Historischer Streifzug durch St. Pölten
Von der Pest zur Tuberkulose: Pandemien wüten seit jeher in St. Pölten

Das St. Pöltner Krankenhaus um 1900. Es war damals bereits das modernste der Region.
  • Das St. Pöltner Krankenhaus um 1900. Es war damals bereits das modernste der Region.
  • Foto: Foto: Archiv St. Pölten
  • hochgeladen von Alisa Gerstl

Anno dazumal: Maskenpflicht, Einschränkung des öffentlichen Lebens und Quarantänemaßnahmen.

ST. PÖLTEN (ag). Viele von uns erleben die Corona-Pandemie als Erste dieser Art. Welche Seuchen St. Pölten im Laufe der Geschichte schon heimsuchten – die Redaktion auf Spurensuche.

Mangelnde Hygiene

In Mitteleuropa waren die Menschen bis ins 19. Jahrhundert von vielen Seuchen bedroht.

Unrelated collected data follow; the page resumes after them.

//! Tests for classes, enums, destructuring, and named arguments

use vela_bytecode::{Constant, Instruction};
use vela_compiler::{compile, CompileError, CompileOptions, CompileOutput};

fn ok(source: &str) -> CompileOutput {
    compile(source, "test.vela", &CompileOptions::default()).unwrap()
}

fn err(source: &str) -> CompileError {
    compile(source, "test.vela", &CompileOptions::default()).unwrap_err()
}

fn str_constants(out: &CompileOutput) -> Vec<&str> {
    out.proto
        .constants
        .iter()
        .filter_map(|c| match c {
            Constant::Str(s) => Some(s.as_str()),
            _ => None,
        })
        .collect()
}

// ============================================================================
// Classes
// ============================================================================

#[test]
fn test_class_builds_a_table() {
    let out = ok(r#"
local class Point do
    x = 0
    y = 0
    function magnitude()
        return self.x * self.x + self.y * self.y
    end
end
"#);
    assert!(str_constants(&out).contains(&"magnitude"));
    assert!(out
        .proto
        .code
        .iter()
        .any(|i| matches!(i, Instruction::NewTable { .. })));
}

#[test]
fn test_static_methods_have_no_self() {
    let out = ok(r#"
local class Math do
    static function double(n)
        return n * 2
    end
end
"#);
    assert_eq!(out.proto.protos.len(), 1);
    assert_eq!(out.proto.protos[0].num_params, 1);
}

#[test]
fn test_private_members_are_mangled() {
    let out = ok(r#"
local class Counter do
    private count = 0
    function bump()
        self.count = self.count + 1
    end
end
"#);
    let names = str_constants(&out);
    assert!(names.iter().any(|s| s.starts_with("__priv")));
    assert!(!names.contains(&"count"));
}

#[test]
fn test_mangling_is_per_class() {
    let out = ok(r#"
local class A do
    private secret = 1
end
local class B do
    private secret = 2
end
"#);
    let names = str_constants(&out);
    let mangled: Vec<&&str> = names.iter().filter(|s| s.starts_with("__priv")).collect();
    assert_eq!(mangled.len(), 2);
    assert_ne!(mangled[0], mangled[1]);
}

#[test]
fn test_extends_wires_the_parent() {
    let out = ok(r#"
local class Animal do
    function speak() return "..." end
end
local class Dog extends Animal do
    function speak() return "woof" end
end
"#);
    // the synthesized helper links child to parent
    assert!(out
        .proto
        .protos
        .iter()
        .any(|p| p.constants.contains(&Constant::Str("__parent".to_owned()))));
}

#[test]
fn test_parent_resolves_inside_extending_class() {
    ok(r#"
local class Base do
    function greet() return "hi" end
end
local class Child extends Base do
    function greet()
        return parent.greet(self)
    end
end
"#);
}

#[test]
fn test_parent_without_extends_is_an_error() {
    let e = err(r#"
local class Lone do
    function m()
        return parent.m(self)
    end
end
"#);
    assert!(e.to_string().contains("parent"));
}

// ============================================================================
// Enums
// ============================================================================

#[test]
fn test_plain_enum_members_fold_to_constants() {
    let out = ok("enum do RED, GREEN, BLUE end\nreturn GREEN");
    // members never occupy registers; GREEN folds to its value
    assert!(out
        .proto
        .code
        .iter()
        .any(|i| matches!(i, Instruction::LoadInt { value: 2, .. })));
}

#[test]
fn test_enum_explicit_values_resume_counting() {
    let out = ok("enum do A = 10, B, C = 1, D end\nreturn B, D");
    assert!(out
        .proto
        .code
        .iter()
        .any(|i| matches!(i, Instruction::LoadInt { value: 11, .. })));
    assert!(out
        .proto
        .code
        .iter()
        .any(|i| matches!(i, Instruction::LoadInt { value: 2, .. })));
}

#[test]
fn test_named_enum_builds_a_table() {
    let out = ok("enum Color do RED, GREEN end\nreturn Color");
    let names = str_constants(&out);
    assert!(names.contains(&"RED"));
    assert!(names.contains(&"GREEN"));
}

#[test]
fn test_duplicate_enum_member_is_an_error() {
    let e = err("enum do A, A end");
    assert!(e.to_string().contains("duplicate"));
}

#[test]
fn test_non_constant_enum_value_is_an_error() {
    let e = err("local n = 1\nenum do A = n end");
    assert!(matches!(e, CompileError::Syntax { .. }));
}

// ============================================================================
// Destructuring
// ============================================================================

#[test]
fn test_keyed_destructuring_reads_fields() {
    let out = ok("local p = nil\nlocal {x, y} = p\nreturn x + y");
    let gets = out
        .proto
        .code
        .iter()
        .filter(|i| matches!(i, Instruction::GetField { .. }))
        .count();
    assert_eq!(gets, 2);
}

#[test]
fn test_keyed_destructuring_with_renames() {
    let out = ok("local p = nil\nlocal {px = x} = p");
    assert!(str_constants(&out).contains(&"x"));
}

#[test]
fn test_positional_destructuring_reads_indices() {
    let out = ok("local t = nil\nlocal [a, b, c] = t");
    let gets = out
        .proto
        .code
        .iter()
        .filter(|i| matches!(i, Instruction::GetIndexInt { .. }))
        .count();
    assert_eq!(gets, 3);
}

// ============================================================================
// Named arguments
// ============================================================================

#[test]
fn test_named_arguments_bind_by_parameter_name() {
    ok(r#"
local function make(width, height)
    return width * height
end
make(height = 3, width = 4)
"#);
}

#[test]
fn test_mixed_positional_then_named() {
    ok(r#"
local function make(width, height, depth)
    return width * height * depth
end
make(2, depth = 5, height = 3)
"#);
}

#[test]
fn test_unknown_named_argument_is_an_error() {
    let e = err(r#"
local function make(width, height)
    return width
end
make(depth = 9)
"#);
    assert!(e.to_string().contains("no parameter"));
}
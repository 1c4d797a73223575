//! Compiled function prototypes.
//!
//! A [`Proto`] is the immutable, not-yet-instantiated form of one function:
//! its instructions, constant pool, nested child prototypes, upvalue
//! descriptors, and debug tables. The compiler produces one top-level
//! prototype per compilation unit, with one child per function literal.

use crate::opcode::Instruction;
use serde::{Deserialize, Serialize};

/// A constant-pool entry.
///
/// Booleans and nil have dedicated load instructions and never enter the
/// pool. Floats compare by bit pattern so the pool can deduplicate them
/// (and so `0.0` and `-0.0` stay distinct constants).
#[derive(Debug, Clone, Serialize, Deserialize)]
pub enum Constant {
    Int(i64),
    Float(f64),
    Str(String),
}

impl PartialEq for Constant {
    fn eq(&self, other: &Self) -> bool {
        match (self, other) {
            (Constant::Int(a), Constant::Int(b)) => a == b,
            (Constant::Float(a), Constant::Float(b)) => a.to_bits() == b.to_bits(),
            (Constant::Str(a), Constant::Str(b)) => a == b,
            _ => false,
        }
    }
}

impl Eq for Constant {}

impl std::hash::Hash for Constant {
    fn hash<H: std::hash::Hasher>(&self, state: &mut H) {
        match self {
            Constant::Int(i) => {
                state.write_u8(0);
                i.hash(state);
            }
            Constant::Float(f) => {
                state.write_u8(1);
                f.to_bits().hash(state);
            }
            Constant::Str(s) => {
                state.write_u8(2);
                s.hash(state);
            }
        }
    }
}

impl std::fmt::Display for Constant {
    fn fmt(&self, f: &mut std::fmt::Formatter<'_>) -> std::fmt::Result {
        match self {
            Constant::Int(i) => write!(f, "{i}"),
            Constant::Float(n) => write!(f, "{n:?}"),
            Constant::Str(s) => write!(f, "{s:?}"),
        }
    }
}

/// Where a captured upvalue lives in the enclosing function.
#[derive(Debug, Clone, PartialEq, Eq, Serialize, Deserialize)]
pub struct UpvalDesc {
    /// Variable name, for debug output.
    pub name: String,
    /// True if the value is captured from the parent's register window,
    /// false if it is forwarded from the parent's own upvalue list.
    pub in_stack: bool,
    /// Register index or parent upvalue index, per `in_stack`.
    pub index: u8,
}

/// Source position of one emitted instruction (1-based).
#[derive(Debug, Clone, Copy, PartialEq, Eq, Serialize, Deserialize)]
pub struct SourcePos {
    pub line: u32,
    pub column: u32,
}

/// Debug record for one local variable.
///
/// The record persists after the variable's scope ends; `end_pc` is the
/// first instruction where the variable is no longer live.
#[derive(Debug, Clone, PartialEq, Eq, Serialize, Deserialize)]
pub struct LocalDebug {
    pub name: String,
    pub start_pc: u32,
    pub end_pc: u32,
}

/// A compiled function.
#[derive(Debug, Clone, PartialEq, Serialize, Deserialize)]
pub struct Proto {
    /// Chunk name the function was compiled from, for diagnostics.
    pub chunk_name: String,
    /// Line of the `function` token, 0 for the top-level function.
    pub line_defined: u32,
    /// Line of the closing `end`, 0 for the top-level function.
    pub last_line_defined: u32,
    /// Number of declared parameters (excluding varargs).
    pub num_params: u8,
    pub is_vararg: bool,
    /// High-water mark of registers used by the function body.
    pub max_stack_size: u8,
    pub code: Vec<Instruction>,
    pub constants: Vec<Constant>,
    /// Child prototypes, one per nested function literal.
    pub protos: Vec<Proto>,
    pub upvalues: Vec<UpvalDesc>,
    /// Parallel to `code`: source position of each instruction.
    pub positions: Vec<SourcePos>,
    pub locals: Vec<LocalDebug>,
}

impl Proto {
    pub fn new(chunk_name: impl Into<String>) -> Self {
        Proto {
            chunk_name: chunk_name.into(),
            line_defined: 0,
            last_line_defined: 0,
            num_params: 0,
            is_vararg: false,
            max_stack_size: 2,
            code: Vec::new(),
            constants: Vec::new(),
            protos: Vec::new(),
            upvalues: Vec::new(),
            positions: Vec::new(),
            locals: Vec::new(),
        }
    }
}

#[cfg(test)]
mod tests {
    use super::*;

    #[test]
    fn float_constants_compare_by_bits() {
        assert_eq!(Constant::Float(1.5), Constant::Float(1.5));
        assert_ne!(Constant::Float(0.0), Constant::Float(-0.0));
        assert_ne!(Constant::Int(1), Constant::Float(1.0));
    }

    #[test]
    fn nan_constants_dedupe() {
        let a = Constant::Float(f64::NAN);
        let b = Constant::Float(f64::NAN);
        assert_eq!(a, b);
    }
}
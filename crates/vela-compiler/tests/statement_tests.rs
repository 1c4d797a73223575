//! Tests for statement compilation and control flow

use vela_bytecode::Instruction;
use vela_compiler::{compile, CompileError, CompileOptions, CompileOutput};

fn ok(source: &str) -> CompileOutput {
    compile(source, "test.vela", &CompileOptions::default()).unwrap()
}

fn err(source: &str) -> CompileError {
    compile(source, "test.vela", &CompileOptions::default()).unwrap_err()
}

// ============================================================================
// Conditionals and loops
// ============================================================================

#[test]
fn test_if_elseif_else() {
    let out = ok(r#"
local x = 3
local r
if x < 2 then
    r = "small"
elseif x < 10 then
    r = "medium"
else
    r = "large"
end
return r
"#);
    assert!(out
        .proto
        .code
        .iter()
        .any(|i| matches!(i, Instruction::Cmp { .. })));
}

#[test]
fn test_while_loop_jumps_back() {
    let out = ok("local n = 0\nwhile n < 10 do n = n + 1 end");
    assert!(out
        .proto
        .code
        .iter()
        .any(|i| matches!(i, Instruction::Jump { offset } if *offset < 0)));
}

#[test]
fn test_repeat_until() {
    let out = ok("local n = 0\nrepeat n = n + 1 until n == 5");
    assert!(out
        .proto
        .code
        .iter()
        .any(|i| matches!(i, Instruction::Cmp { .. })));
}

#[test]
fn test_numeric_for() {
    let out = ok("local sum = 0\nfor i = 1, 10, 2 do sum = sum + i end");
    assert!(out
        .proto
        .code
        .iter()
        .any(|i| matches!(i, Instruction::ForPrep { .. })));
    assert!(out
        .proto
        .code
        .iter()
        .any(|i| matches!(i, Instruction::ForLoop { .. })));
}

#[test]
fn test_generic_for() {
    let out = ok("for k, v in pairs do local _ = k end");
    assert!(out
        .proto
        .code
        .iter()
        .any(|i| matches!(i, Instruction::TForCall { nresults: 2, .. })));
    assert!(out
        .proto
        .code
        .iter()
        .any(|i| matches!(i, Instruction::TForLoop { .. })));
}

// ============================================================================
// break and continue
// ============================================================================

#[test]
fn test_break_and_continue_compile() {
    ok(r#"
for i = 1, 10 do
    if i == 3 then continue end
    if i == 7 then break end
end
"#);
}

#[test]
fn test_multi_level_break() {
    ok(r#"
while true do
    while true do
        break 2
    end
end
"#);
}

#[test]
fn test_break_depth_beyond_nesting_is_an_error() {
    let e = err("while true do break 2 end");
    assert!(matches!(e, CompileError::Semantic { .. }));
    assert!(e.to_string().contains("1 enclosing loop"));
}

#[test]
fn test_break_outside_loop_is_an_error() {
    assert!(matches!(err("break"), CompileError::Semantic { .. }));
}

#[test]
fn test_continue_targets_the_loop_not_the_switch() {
    // continue inside a switch must reach the enclosing loop
    ok(r#"
for i = 1, 5 do
    switch i do
    case 2:
        continue
    default:
    end
end
"#);
}

// ============================================================================
// goto and labels
// ============================================================================

#[test]
fn test_forward_goto() {
    ok("goto done\nlocal unused = 0\n::done::");
}

#[test]
fn test_backward_goto() {
    ok("local n = 0\n::top::\nn = n + 1\nif n < 3 then goto top end");
}

#[test]
fn test_goto_into_local_scope_is_an_error() {
    let e = err("goto skip\nlocal x = 1\n::skip::\nreturn x");
    assert!(matches!(e, CompileError::Semantic { .. }));
    assert!(e.to_string().contains("into the scope of local"));
}

#[test]
fn test_goto_undefined_label_is_an_error() {
    assert!(matches!(err("goto nowhere"), CompileError::Semantic { .. }));
}

// ============================================================================
// switch
// ============================================================================

#[test]
fn test_switch_compiles_to_equality_tests() {
    let out = ok(r#"
local x = 2
local r
switch x do
case 1:
    r = "one"
case 2, 3:
    r = "few"
default:
    r = "many"
end
return r
"#);
    let cmps = out
        .proto
        .code
        .iter()
        .filter(|i| matches!(i, Instruction::Cmp { .. }))
        .count();
    // one test per case value
    assert_eq!(cmps, 3);
}

#[test]
fn test_switch_without_default() {
    ok("local x = 1\nswitch x do\ncase 1:\n    x = 2\nend");
}

#[test]
fn test_case_identical_to_default_is_pruned() {
    let out = ok(r#"
local x = 5
local r
switch x do
case 1:
    r = 0
default:
    r = 0
end
return r
"#);
    // the case became a fallthrough to default, leaving no test behind
    let cmps = out
        .proto
        .code
        .iter()
        .filter(|i| matches!(i, Instruction::Cmp { .. }))
        .count();
    assert_eq!(cmps, 0);
}

#[test]
fn test_duplicate_default_is_an_error() {
    let e = err("switch 1 do\ndefault:\ndefault:\nend");
    assert!(e.to_string().contains("default"));
}

// ============================================================================
// Assignment forms
// ============================================================================

#[test]
fn test_multiple_assignment() {
    ok("local a, b, c = 1, 2\na, b = b, a\nreturn a + b + (c or 0)")
        .warnings
        .iter()
        .for_each(|w| panic!("unexpected warning: {}", w.message));
}

#[test]
fn test_compound_assignment_on_locals_and_fields() {
    let out = ok(r#"
local n = 1
n += 2
n *= 3
local t = { count = 0 }
t.count += 1
t["count"] //= 2
"#);
    assert!(out
        .proto
        .code
        .iter()
        .any(|i| matches!(i, Instruction::Arith { .. })));
}

#[test]
fn test_assignment_to_const_is_an_error() {
    let e = err("local x <const> = 5\nx = 6");
    assert!(matches!(e, CompileError::Semantic { .. }));
    assert!(e.to_string().contains("const"));
}

#[test]
fn test_second_close_in_one_list_is_an_error() {
    let e = err("local a <close>, b <close> = nil, nil");
    assert!(matches!(e, CompileError::Semantic { .. }));
    assert!(e.to_string().contains("to-be-closed"));
}

#[test]
fn test_close_attribute_emits_tbc() {
    let out = ok("local h <close> = nil");
    assert!(out
        .proto
        .code
        .iter()
        .any(|i| matches!(i, Instruction::Tbc { .. })));
}
//! Error types for compilation.

use thiserror::Error;

/// Errors that can occur while compiling a chunk.
///
/// The `message` fields hold fully rendered diagnostics, including the
/// source excerpt, so callers can print them verbatim.
#[derive(Debug, Clone, PartialEq, Error)]
pub enum CompileError {
    #[error("{message}")]
    Lexical {
        message: String,
        line: u32,
        column: u32,
    },

    #[error("{message}")]
    Syntax {
        message: String,
        line: u32,
        column: u32,
    },

    /// Well-formed source that breaks a scoping or mutability rule:
    /// assignment to a constant, goto into a live scope, undefined
    /// label, break/continue depth, duplicate to-be-closed variable.
    #[error("{message}")]
    Semantic {
        message: String,
        line: u32,
        column: u32,
    },

    /// A warning whose category was set to `error` by a
    /// `@vela_warnings` directive.
    #[error("{message}")]
    EscalatedWarning {
        message: String,
        line: u32,
        column: u32,
    },

    #[error("function or expression needs too many registers (line {line})")]
    TooComplex { line: u32 },

    #[error("chunk has too many syntax levels (line {line})")]
    TooManyLevels { line: u32 },
}

impl CompileError {
    pub fn line(&self) -> u32 {
        match self {
            CompileError::Lexical { line, .. }
            | CompileError::Syntax { line, .. }
            | CompileError::Semantic { line, .. }
            | CompileError::EscalatedWarning { line, .. }
            | CompileError::TooComplex { line }
            | CompileError::TooManyLevels { line } => *line,
        }
    }
}

pub type CompileResult<T> = Result<T, CompileError>;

Während die Römer in der Antike über ein ausgeklügeltes Abwassersystem verfügten, wurden später Unrat und Fäkalien einfach auf die Straße geleert - das führte zu vielen Krankheiten. Im 14. Jahrhundert wurde außerhalb des Linzertores im Bereich des heutigen Europaplatzes ein Siechenhaus für Aussätzige errichtet. 1859 eröffnete man hier schließlich das erste Krankenhaus der Stadt, das kurz danach in die Schmiedgasse verlegt wurde, ehe man 1895 in der Kremser Landstraße das heutige Krankenhaus errichtete.

Quarantänemaßnahmen

Die Stadtmauern von St. Pölten boten vor Seuchen Schutz, da man durch Kontrollen an den Toren eine gewisse Quarantänefunktion forcierte. Verdächtig krank wirkenden Personen verweigerte man den Eintritt in die Stadt. Waren die Krankheiten aber einmal hereingedrungen, grasierten sie meist stark, da die St. Pöltner auf engstem Raum lebten. Kranke wurden sofort in das Siechenhaus abgesondert, welches später dann zum Armenhaus wurde.

Krankheiten

Die Pest wütete in St. Pölten von 1348 - 1679 regelmäßig. Mitte des 19. Jahrhunderts herrschte die Cholera, ein extremer Brechdurchfall, in der Region.
"Auch St. Pölten blieb von der Cholera nicht verschont. Hier trat die Seuche zum ersten Mal 1854 auf, als im Zuge einer Generalmobilmachung sich mehrere Regimenter der k.u.k. Armee in St. Pölten versammelten. Aus Angst, die Cholera-Epidemie von 1866 könnte auch St. Pölten erreichen, wurde präventiv ein neues Choleraspital errichtet", ist in einer historischen Publikation zu lesen. 1873 trat die Cholera wieder in der Umgebung von St. Pölten auf. 1895 entstand schließlich das modernste Spital des Bundeslandes auf dem heutigen Standort. Die Spanische Grippe wütete in St. Pölten von 1918 bis 1919.

1927 modernisiert

"Bis zur 2. Hälfte der 1920er-Jahre kam es regelmäßig während der warmen Jahreszeit zu Typhus-Epidemien, da St. Pölten über kein Wasserleitungsnetz verfügte und auch die Stadtbevölkerung über Hausbrunnen mit Trinkwasser versorgte. Erst mit der Fertigstellung der vom Brunnen-Feld aus gespeisten Wasserleitung im Jahre 1927 und dem gleichzeitigen Verbot der Benützung der Hausbrunnen verschwand der Typhus aus unserer Stadt", berichtet Stadthistoriker Thomas Lösch.
"Von der Mitte des 19. Jahrhunderts bis zum Zweiten Weltkrieg war die Lungentuberkulose weit verbreitet. Sie war lange Zeit die Todesursache Nummer eins", so Lösch.